[[ Information, beginning ]]

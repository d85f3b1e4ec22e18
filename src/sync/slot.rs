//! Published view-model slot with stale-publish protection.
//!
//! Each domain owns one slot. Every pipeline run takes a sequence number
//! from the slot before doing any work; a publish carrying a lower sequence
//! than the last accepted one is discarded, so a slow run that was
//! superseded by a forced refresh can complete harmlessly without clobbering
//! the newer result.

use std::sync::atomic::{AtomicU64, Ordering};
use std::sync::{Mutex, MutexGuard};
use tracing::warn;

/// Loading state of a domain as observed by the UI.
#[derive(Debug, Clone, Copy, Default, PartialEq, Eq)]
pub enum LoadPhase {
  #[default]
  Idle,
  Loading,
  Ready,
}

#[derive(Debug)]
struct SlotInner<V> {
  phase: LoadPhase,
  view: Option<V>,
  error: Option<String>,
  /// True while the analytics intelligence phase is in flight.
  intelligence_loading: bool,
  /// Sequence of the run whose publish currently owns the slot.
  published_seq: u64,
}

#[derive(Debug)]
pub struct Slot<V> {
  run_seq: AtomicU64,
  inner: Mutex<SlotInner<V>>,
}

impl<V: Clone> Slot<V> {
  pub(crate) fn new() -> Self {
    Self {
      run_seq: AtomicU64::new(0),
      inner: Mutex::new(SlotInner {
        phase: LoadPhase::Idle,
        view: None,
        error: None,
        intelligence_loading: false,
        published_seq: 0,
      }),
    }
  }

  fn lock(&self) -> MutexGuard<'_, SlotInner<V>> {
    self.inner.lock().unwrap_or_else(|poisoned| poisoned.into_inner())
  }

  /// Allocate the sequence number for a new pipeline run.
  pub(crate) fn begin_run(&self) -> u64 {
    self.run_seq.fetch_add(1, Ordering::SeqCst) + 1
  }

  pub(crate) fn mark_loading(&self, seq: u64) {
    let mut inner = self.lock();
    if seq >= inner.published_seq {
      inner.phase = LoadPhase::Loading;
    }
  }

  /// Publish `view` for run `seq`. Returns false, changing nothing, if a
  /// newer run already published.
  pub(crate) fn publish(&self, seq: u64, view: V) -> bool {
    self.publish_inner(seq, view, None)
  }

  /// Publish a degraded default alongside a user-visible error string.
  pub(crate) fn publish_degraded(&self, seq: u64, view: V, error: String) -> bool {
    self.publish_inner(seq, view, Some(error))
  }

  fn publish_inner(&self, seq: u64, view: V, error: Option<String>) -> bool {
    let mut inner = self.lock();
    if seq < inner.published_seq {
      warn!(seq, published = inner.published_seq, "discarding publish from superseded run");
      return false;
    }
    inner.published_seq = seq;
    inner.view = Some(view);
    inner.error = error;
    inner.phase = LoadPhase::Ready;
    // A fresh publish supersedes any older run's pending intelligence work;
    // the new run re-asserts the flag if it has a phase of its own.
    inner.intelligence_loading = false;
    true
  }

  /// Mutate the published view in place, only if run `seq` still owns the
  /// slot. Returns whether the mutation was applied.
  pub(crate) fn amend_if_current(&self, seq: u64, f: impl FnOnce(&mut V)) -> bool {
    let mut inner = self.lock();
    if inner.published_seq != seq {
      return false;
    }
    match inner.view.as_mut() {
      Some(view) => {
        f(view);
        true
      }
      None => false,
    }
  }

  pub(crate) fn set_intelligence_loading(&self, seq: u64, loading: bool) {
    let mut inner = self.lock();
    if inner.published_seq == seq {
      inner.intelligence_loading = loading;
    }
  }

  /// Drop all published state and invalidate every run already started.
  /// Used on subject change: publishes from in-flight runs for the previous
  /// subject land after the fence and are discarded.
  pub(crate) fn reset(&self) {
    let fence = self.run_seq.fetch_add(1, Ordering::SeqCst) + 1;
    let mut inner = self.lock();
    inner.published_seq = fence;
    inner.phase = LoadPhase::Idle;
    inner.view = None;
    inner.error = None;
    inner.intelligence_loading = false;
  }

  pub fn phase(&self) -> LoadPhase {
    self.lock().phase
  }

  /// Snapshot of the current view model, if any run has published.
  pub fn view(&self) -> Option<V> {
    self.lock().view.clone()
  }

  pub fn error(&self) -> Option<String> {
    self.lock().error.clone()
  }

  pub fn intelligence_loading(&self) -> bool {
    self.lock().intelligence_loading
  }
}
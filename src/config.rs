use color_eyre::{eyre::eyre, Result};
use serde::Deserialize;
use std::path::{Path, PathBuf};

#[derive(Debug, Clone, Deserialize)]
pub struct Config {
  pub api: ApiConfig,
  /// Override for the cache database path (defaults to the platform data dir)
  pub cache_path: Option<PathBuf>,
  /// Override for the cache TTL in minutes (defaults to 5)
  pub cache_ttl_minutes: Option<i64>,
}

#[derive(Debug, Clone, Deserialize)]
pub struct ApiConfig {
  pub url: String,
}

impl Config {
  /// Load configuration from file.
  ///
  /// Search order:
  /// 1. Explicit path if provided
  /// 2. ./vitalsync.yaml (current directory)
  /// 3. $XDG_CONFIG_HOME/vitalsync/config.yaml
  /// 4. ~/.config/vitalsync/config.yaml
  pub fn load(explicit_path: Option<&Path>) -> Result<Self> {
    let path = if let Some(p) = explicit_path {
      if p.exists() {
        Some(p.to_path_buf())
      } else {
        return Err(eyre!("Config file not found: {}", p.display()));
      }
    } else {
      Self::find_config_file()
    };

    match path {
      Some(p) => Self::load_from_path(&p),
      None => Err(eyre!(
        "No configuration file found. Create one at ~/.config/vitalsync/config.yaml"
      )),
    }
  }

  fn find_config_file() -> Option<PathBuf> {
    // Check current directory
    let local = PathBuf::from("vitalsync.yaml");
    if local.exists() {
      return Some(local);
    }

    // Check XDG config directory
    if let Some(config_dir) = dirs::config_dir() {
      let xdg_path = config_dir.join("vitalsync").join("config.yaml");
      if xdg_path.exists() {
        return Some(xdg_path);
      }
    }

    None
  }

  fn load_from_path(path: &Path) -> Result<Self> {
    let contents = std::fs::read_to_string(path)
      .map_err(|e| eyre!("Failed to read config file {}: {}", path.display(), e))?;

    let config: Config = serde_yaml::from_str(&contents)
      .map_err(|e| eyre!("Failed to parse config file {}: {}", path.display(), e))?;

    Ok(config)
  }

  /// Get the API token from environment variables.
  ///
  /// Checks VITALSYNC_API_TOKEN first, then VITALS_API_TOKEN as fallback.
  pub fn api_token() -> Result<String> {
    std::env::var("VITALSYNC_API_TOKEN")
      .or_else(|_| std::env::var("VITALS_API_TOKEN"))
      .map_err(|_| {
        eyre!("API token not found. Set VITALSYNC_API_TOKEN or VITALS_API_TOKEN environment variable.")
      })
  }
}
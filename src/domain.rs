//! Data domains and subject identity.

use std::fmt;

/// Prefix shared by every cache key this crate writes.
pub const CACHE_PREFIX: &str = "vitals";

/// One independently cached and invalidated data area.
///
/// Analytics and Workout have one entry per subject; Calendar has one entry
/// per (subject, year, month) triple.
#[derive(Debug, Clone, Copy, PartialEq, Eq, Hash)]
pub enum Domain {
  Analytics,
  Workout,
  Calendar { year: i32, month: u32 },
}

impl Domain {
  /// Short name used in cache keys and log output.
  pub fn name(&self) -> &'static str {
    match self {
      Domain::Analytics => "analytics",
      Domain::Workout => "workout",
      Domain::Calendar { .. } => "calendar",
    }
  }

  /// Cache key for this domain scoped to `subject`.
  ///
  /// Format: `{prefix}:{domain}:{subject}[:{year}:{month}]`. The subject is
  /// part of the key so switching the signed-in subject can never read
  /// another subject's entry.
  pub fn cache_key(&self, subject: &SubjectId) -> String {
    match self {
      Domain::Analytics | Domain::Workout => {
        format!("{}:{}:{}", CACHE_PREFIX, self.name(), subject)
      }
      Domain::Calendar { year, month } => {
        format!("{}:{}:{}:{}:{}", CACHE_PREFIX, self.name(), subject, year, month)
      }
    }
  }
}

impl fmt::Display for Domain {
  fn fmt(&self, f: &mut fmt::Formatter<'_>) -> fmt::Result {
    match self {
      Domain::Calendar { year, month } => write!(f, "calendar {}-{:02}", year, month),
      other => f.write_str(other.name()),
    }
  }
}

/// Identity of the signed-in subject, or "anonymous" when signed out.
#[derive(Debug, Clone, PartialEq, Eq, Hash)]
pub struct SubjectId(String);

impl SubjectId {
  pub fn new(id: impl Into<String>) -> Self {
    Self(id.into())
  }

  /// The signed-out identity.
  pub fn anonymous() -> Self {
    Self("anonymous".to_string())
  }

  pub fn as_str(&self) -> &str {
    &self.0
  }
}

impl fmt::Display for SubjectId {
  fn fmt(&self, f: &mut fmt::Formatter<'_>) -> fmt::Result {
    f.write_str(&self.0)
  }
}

[[ Information, end ]]

--- Exercise directions ---
Which of the lines above hold the word "PartialEq"? Copy each one.

--- Response for this exercise ---
#[derive(Debug, Clone, Copy, Default, PartialEq, Eq)]
#[derive(Debug, Clone, Copy, PartialEq, Eq, Hash)]
#[derive(Debug, Clone, PartialEq, Eq, Hash)]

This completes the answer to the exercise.